We are sure happy that you came to visit. Don’t be a stranger.

Don’t Go Near Him…Something Is Wrong With Him

don't be afraidDon’t Go Near Him

One day when I went to the pet supply store to get dog food, I took Rugby with me. It was a rainy day and there were very few people in the store. As always, Rugby was scoping out everything at his eye level. I was focused on my errand and we were walking in that direction when I heard people talking.

I heard a child say, “Mommy look at that doggie in the wheelchair.” Then I heard a woman’s voice saying, “Don’t go near him. There is something wrong with him. Let’s just go the other way. No. You can’t pet him. Something is wrong with him.” This was not the first time something like this happened.

It was almost like Rugby was telling himself what to do, “If they can’t come to me, I’ll go to them.”

At that moment, I felt Rugby pulling me down the aisle and around the corner to the next aisle where the children and their mother were. I saw the mother put her hands on her children’s shoulders and hold them. Rugby pulled me right over to them and then barked. It wasn’t a loud bark. It was more like a “woof.”

The little girl looked at her mother and asked her, “Mommy, can’t we pet him please?”  I don’t know if the mother was embarrassed or just confused but she still held their shoulders and said nothing. “Mommy, can we?”

I decided that I needed to put my two cents in so I said, “It’s okay. They can pet him. They won’t catch anything.” She gave me a questioning look and I told her that I knew that she was concerned and that Rugby wouldn’t hurt her children in any way, quite the contrary.

She released her hold on the children as if to tell them that they could pet him. I explained that Rugby had been in an accident and that he needed the wheelchair because of his paralysis.

As the children and Rugby interacted happily, she and I talked. When we were ready to say good bye, she told her children something that I will never forget.

“Emily and Alex, don’t ever be afraid of anyone who is different from you. Try to understand what they are going through and be kind because that is how you want to be treated.”

What a lesson those children learned on that day. What lessons are you teaching your children?

New School Year

Summer is over and the new school year is ready to begin. Guess what? Everyone gets nervous when school starts. Even the cool and popular kids get nervous. They won’t tell you that but they do! Trust me. I know about these things. Sometimes it’s even harder because it means going to a new school with all new kids. When you look around and don’t see any familiar faces you can get really scared. If that happens to you, I have a few suggestions that will make it easier.

New School Year Suggestions

  • For the first day of the new school year wear clothes the first day that are sort of “regular.” That means that it will be easier on you if you wear something that doesn’t make you stand out. After you make friends you can wear whatever you want as long as it is permitted by the school and your parents.
  • Watch the other kids.

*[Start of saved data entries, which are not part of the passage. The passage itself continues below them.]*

#![forbid(unsafe_code)]

//! Effect execution: the bridge between the coordinator and the host.
//!
//! The coordinator is a pure reducer that returns [`Cmd`] values. A
//! [`NavProgram`] owns the coordinator plus the host seams and runs each
//! command against them:
//!
//! ```text
//! host event ──▶ NavProgram::dispatch ──▶ coordinator.update ──▶ Cmd
//!                                                                │
//!       Haptics / ContentLoader / ExternalNavigator / ScrollDriver ◀┘
//! ```
//!
//! Loads follow the same message loop: the loader starts a request, and the
//! host later dispatches [`NavMsg::FeedLoaded`] or [`NavMsg::RecallLoaded`]
//! with the ticket it was given.
//!
//! # Failure Modes
//!
//! - Haptics is fire-and-forget. A backend that panics is caught and logged;
//!   the caller never observes it.

use std::panic::{AssertUnwindSafe, catch_unwind};
use std::time::Duration;

use feednav_core::{ActiveTab, ConfigError, NavConfig, SurfaceKind};
use web_time::Instant;

use crate::content::{LoadTicket, ViewerId};
use crate::coordinator::{NavFrame, NavMsg, NavTarget, ViewModeCoordinator};

/// Side effects requested by the coordinator.
#[derive(Debug, Clone, PartialEq)]
pub enum Cmd {
    /// No operation.
    None,
    /// Execute several commands in order.
    Batch(Vec<Cmd>),
    /// Vibrate for the given duration.
    Haptic(Duration),
    /// Start loading the feed for `tab`.
    LoadFeed { ticket: LoadTicket, tab: ActiveTab },
    /// Start loading recall content for the grid.
    LoadRecall { ticket: LoadTicket },
    /// Move a scroll container.
    ScrollTo {
        surface: SurfaceKind,
        offset: f64,
        smooth: bool,
    },
    /// Hand off to another screen.
    Navigate(NavTarget),
}

impl Cmd {
    /// Combine commands, dropping no-ops and collapsing a single survivor.
    #[must_use]
    pub fn batch(cmds: Vec<Self>) -> Self {
        let mut cmds: Vec<Self> = cmds.into_iter().filter(|c| !c.is_none()).collect();
        match cmds.len() {
            0 => Self::None,
            1 => cmds.pop().unwrap_or(Self::None),
            _ => Self::Batch(cmds),
        }
    }

    #[inline]
    #[must_use]
    pub fn is_none(&self) -> bool {
        matches!(self, Self::None)
    }

    /// Flatten nested batches into execution order, without no-ops.
    #[must_use]
    pub fn into_vec(self) -> Vec<Self> {
        let mut out = Vec::new();
        self.flatten_into(&mut out);
        out
    }

    fn flatten_into(self, out: &mut Vec<Self>) {
        match self {
            Self::None => {}
            Self::Batch(cmds) => {
                for cmd in cmds {
                    cmd.flatten_into(out);
                }
            }
            other => out.push(other),
        }
    }

    /// Short static name, used as a tracing field.
    #[must_use]
    pub const fn kind(&self) -> &'static str {
        match self {
            Self::None => "none",
            Self::Batch(_) => "batch",
            Self::Haptic(_) => "haptic",
            Self::LoadFeed { .. } => "load_feed",
            Self::LoadRecall { .. } => "load_recall",
            Self::ScrollTo { .. } => "scroll_to",
            Self::Navigate(_) => "navigate",
        }
    }
}

// ---------------------------------------------------------------------------
// Host seams
// ---------------------------------------------------------------------------

/// Device vibration. Hosts without support implement this as a no-op.
pub trait Haptics {
    fn vibrate(&mut self, duration: Duration);
}

/// Starts content requests. Results come back as messages.
pub trait ContentLoader {
    fn load_feed(&mut self, ticket: LoadTicket, tab: ActiveTab, viewer: &ViewerId);
    fn load_recall(&mut self, ticket: LoadTicket, viewer: &ViewerId);
}

/// Routing lives outside the controller; this is the callback it invokes.
pub trait ExternalNavigator {
    fn navigate(&mut self, target: &NavTarget);
}

/// Programmatic scrolling of the host's containers.
pub trait ScrollDriver {
    fn scroll_to(&mut self, surface: SurfaceKind, offset: f64, smooth: bool);
}

/// Everything a host provides.
pub trait NavHost: Haptics + ContentLoader + ExternalNavigator + ScrollDriver {}

impl<T: Haptics + ContentLoader + ExternalNavigator + ScrollDriver> NavHost for T {}

// ---------------------------------------------------------------------------
// NavProgram
// ---------------------------------------------------------------------------

/// Coordinator plus host: the unit an application embeds.
pub struct NavProgram<H: NavHost> {
    coordinator: ViewModeCoordinator,
    host: H,
    initialized: bool,
}

impl<H: NavHost> NavProgram<H> {
    /// Build a program. The configuration is validated first.
    pub fn new(config: NavConfig, viewer: ViewerId, host: H) -> Result<Self, ConfigError> {
        let config = config.validated()?;
        Ok(Self {
            coordinator: ViewModeCoordinator::new(config, viewer),
            host,
            initialized: false,
        })
    }

    /// Issue startup effects (initial feed load). Calling it twice is a no-op.
    pub fn init(&mut self) {
        if self.initialized {
            return;
        }
        self.initialized = true;
        let cmd = self.coordinator.init();
        self.execute(cmd);
    }

    /// Feed one message through the coordinator and run its effects.
    pub fn dispatch(&mut self, msg: NavMsg, now: Instant) {
        let cmd = self.coordinator.update(msg, now);
        self.execute(cmd);
    }

    /// Frame callback: advance animations and settle transitions.
    pub fn tick(&mut self, now: Instant) {
        self.dispatch(NavMsg::Tick, now);
    }

    #[must_use]
    pub fn frame(&self) -> NavFrame {
        self.coordinator.frame()
    }

    #[inline]
    #[must_use]
    pub fn coordinator(&self) -> &ViewModeCoordinator {
        &self.coordinator
    }

    #[inline]
    #[must_use]
    pub fn host(&self) -> &H {
        &self.host
    }

    #[inline]
    pub fn host_mut(&mut self) -> &mut H {
        &mut self.host
    }

    fn execute(&mut self, cmd: Cmd) {
        for cmd in cmd.into_vec() {
            tracing::trace!(cmd = cmd.kind(), "executing command");
            match cmd {
                Cmd::None | Cmd::Batch(_) => {}
                Cmd::Haptic(duration) => self.vibrate(duration),
                Cmd::LoadFeed { ticket, tab } => {
                    self.host
                        .load_feed(ticket, tab, self.coordinator.viewer());
                }
                Cmd::LoadRecall { ticket } => {
                    self.host.load_recall(ticket, self.coordinator.viewer());
                }
                Cmd::ScrollTo {
                    surface,
                    offset,
                    smooth,
                } => self.host.scroll_to(surface, offset, smooth),
                Cmd::Navigate(target) => self.host.navigate(&target),
            }
        }
    }

    fn vibrate(&mut self, duration: Duration) {
        let host = &mut self.host;
        if catch_unwind(AssertUnwindSafe(|| host.vibrate(duration))).is_err() {
            tracing::warn!(message = "feednav.haptics_failed", caught = true);
        }
    }
}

See which ones seem to be nice and friendly.
  • If someone laughs at you or makes fun of you, stay away from him or her.
  • Say “Hi” to kids and smile. Kids like to be around happy kids.
  • If you don’t know where something is, ask one of the kids that looks nice.
  • Teachers are really helpful and so are secretaries and custodians.
  • Remember that each day will get easier and each day you will meet more kids.
  • If one kid is especially nice, you can ask to sit next to him or her at lunch.

Guess what? I think that the first day of a new school year is kind of like sliding down a very big slide for the first time. (My human mom had to get me to the top because my wheelchair Zoomie doesn’t help me much when it comes to slides!) Anyway… Just like the first day of a new school year, you worry a lot as you get to the top and when you look down, you get really scared. Then you try it. Your heart pounds and you hold your breath. All of a sudden, when you get to the bottom you know you are okay and it wasn’t so bad after all. In fact, it was fun.

School is that way. It’s not so bad and in fact it is fun!!